Saturday, April 18, 2009

Teachers with Two Legs

Yesterday, I briefly met Dr. Robert C. and Rose Stebbins. Dr. Stebbins is 93 years old, an author, Emeritus Professor and expert on reptiles and amphibians of the western United States. For many years, I have used his various field guides and wondered about the man behind this specialized body of work. His most recently published book, Western Reptiles and Amphibians, 3rd Edition, is part of the Peterson Field Guides. The species illustrated in the 55 color plates are reproductions of his hundreds of paintings from live animals, and they truly bring forth the colors and striking beauty of these varied creatures. His species descriptions are organized, precise, and I am slowly learning to respect their density as I repeatedly refer to them while observing snake, frog, toad, or newt species through the seasons on the Dipper Ranch.

This week, the manager of our open space district mentioned that Dr. Stebbins would be visiting our office the next day and offered to introduce me. This is the only time I have ever been thankful to be stuck in the office on a spring day instead of having field work. I was excited and nervous, and remembered being a little girl bugging my dad with questions about flowers. That night, I fretted about selecting only a few questions to ask Dr. Stebbins out of the many mysteries I ponder at the Dipper Ranch. Late in the night, I finally decided I was going to ask him:
  • Do the eggs and aquatic larvae of coast range newts contain the neurotoxins that are found in the adult newts?
  • How long after hatching do the newt larvae transform into their terrestrial phase, first summer or second summer?
If there was time, I was going to ask him my current burning question:
  • Why do Pacific treefrog tadpoles have camouflage coloration, whereas western toad tadpoles are dark black and not camouflaged? Is it because the toad tadpoles already contain the foul-tasting substances found in skin glands of the adult toads and don't need to hide?
Dr. Stebbins was wearing a dandy field hat as he relaxed in the leather executive chair while his family and friends discussed where to go hiking. He was charming and patiently listened as I babbled on about how I used to be scared of snakes and now I find them fascinating. He very graciously signed my copy of his field guide.

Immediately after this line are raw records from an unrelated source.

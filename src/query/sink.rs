//! Response destinations that can report a caller has gone away

use std::io::{self, BufWriter, Write};
use std::sync::atomic::{AtomicBool, Ordering};
use std::sync::Arc;

/// Output for a query response
///
/// The rebuild loop polls `is_cancelled` between records and stops writing
/// as soon as it returns true.
pub trait ResponseSink: Write {
    fn is_cancelled(&self) -> bool {
        false
    }
}

impl ResponseSink for Vec<u8> {}

impl ResponseSink for io::Stdout {}

impl ResponseSink for io::StdoutLock<'_> {}

impl<W: ResponseSink + ?Sized> ResponseSink for &mut W {
    fn is_cancelled(&self) -> bool {
        (**self).is_cancelled()
    }
}

impl<W: ResponseSink> ResponseSink for BufWriter<W> {
    fn is_cancelled(&self) -> bool {
        self.get_ref().is_cancelled()
    }
}

/// Shared flag a connection handler flips when its client disconnects
#[derive(Debug, Clone, Default)]
pub struct CancelToken(Arc<AtomicBool>);

impl CancelToken {
    pub fn new() -> Self {
        CancelToken::default()
    }

    pub fn cancel(&self) {
        self.0.store(true, Ordering::Release);
    }

    pub fn is_cancelled(&self) -> bool {
        self.0.load(Ordering::Acquire)
    }
}

/// Any writer paired with a [`CancelToken`]
#[derive(Debug)]
pub struct CancellableSink<W> {
    inner: W,
    token: CancelToken,
}

impl<W: Write> CancellableSink<W> {
    pub fn new(inner: W, token: CancelToken) -> Self {
        CancellableSink { inner, token }
    }

    pub fn into_inner(self) -> W {
        self.inner
    }
}

impl<W: Write> Write for CancellableSink<W> {
    fn write(&mut self, buf: &[u8]) -> io::Result<usize> {
        self.inner.write(buf)
    }

    fn flush(&mut self) -> io::Result<()> {
        self.inner.flush()
    }
}

impl<W: Write> ResponseSink for CancellableSink<W> {
    fn is_cancelled(&self) -> bool {
        self.token.is_cancelled()
    }
}

#[cfg(test)]
mod tests {
    use super::*;

    #[test]
    fn test_token_is_shared_between_clones() {
        let token = CancelToken::new();
        let sink = CancellableSink::new(Vec::new(), token.clone());
        assert!(!sink.is_cancelled());

        token.cancel();
        assert!(sink.is_cancelled());
    }

    #[test]
    fn test_buffered_sink_forwards_cancellation() {
        let token = CancelToken::new();
        let sink = BufWriter::new(CancellableSink::new(Vec::new(), token.clone()));
        token.cancel();
        assert!(sink.is_cancelled());
    }
}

While speaking to his wife, Rose, I discovered that she is the artist who created a beautiful and accurate needlepoint rendition of a dragonfly hanging in this manager's office. I have spent many calming moments admiring this dragonfly and pretending that I was outside, while waiting for executive decrees and trying to grind through the boring administrative tasks it takes to protect natural lands.

I am embarrassed to admit that I didn't build up the courage to ask Dr. Stebbins any of my questions. So silly of me. I promise that the next time I am provided with such a unique opportunity, I will ask at least one question. I am grateful to have briefly met him. I am inspired by his work and how many people he has taught to observe the natural world around us.

<--- My dad and son discussing the physics of old farm equipment on the Dipper Ranch. ---

Teachers and education have been important in my life. My parents are both retired university science professors, and I have a brother, sister and niece who are teachers. I turn 50 years old in a few weeks, and my recent move to the Dipper Ranch has been a big change in my life. I am so grateful to have this opportunity to observe nature up close day after day. I am bursting with observations and questions and, thanks to the encouragement of my sister-teacher, I started the Dipper Blog 6 months ago to share these stories with more people.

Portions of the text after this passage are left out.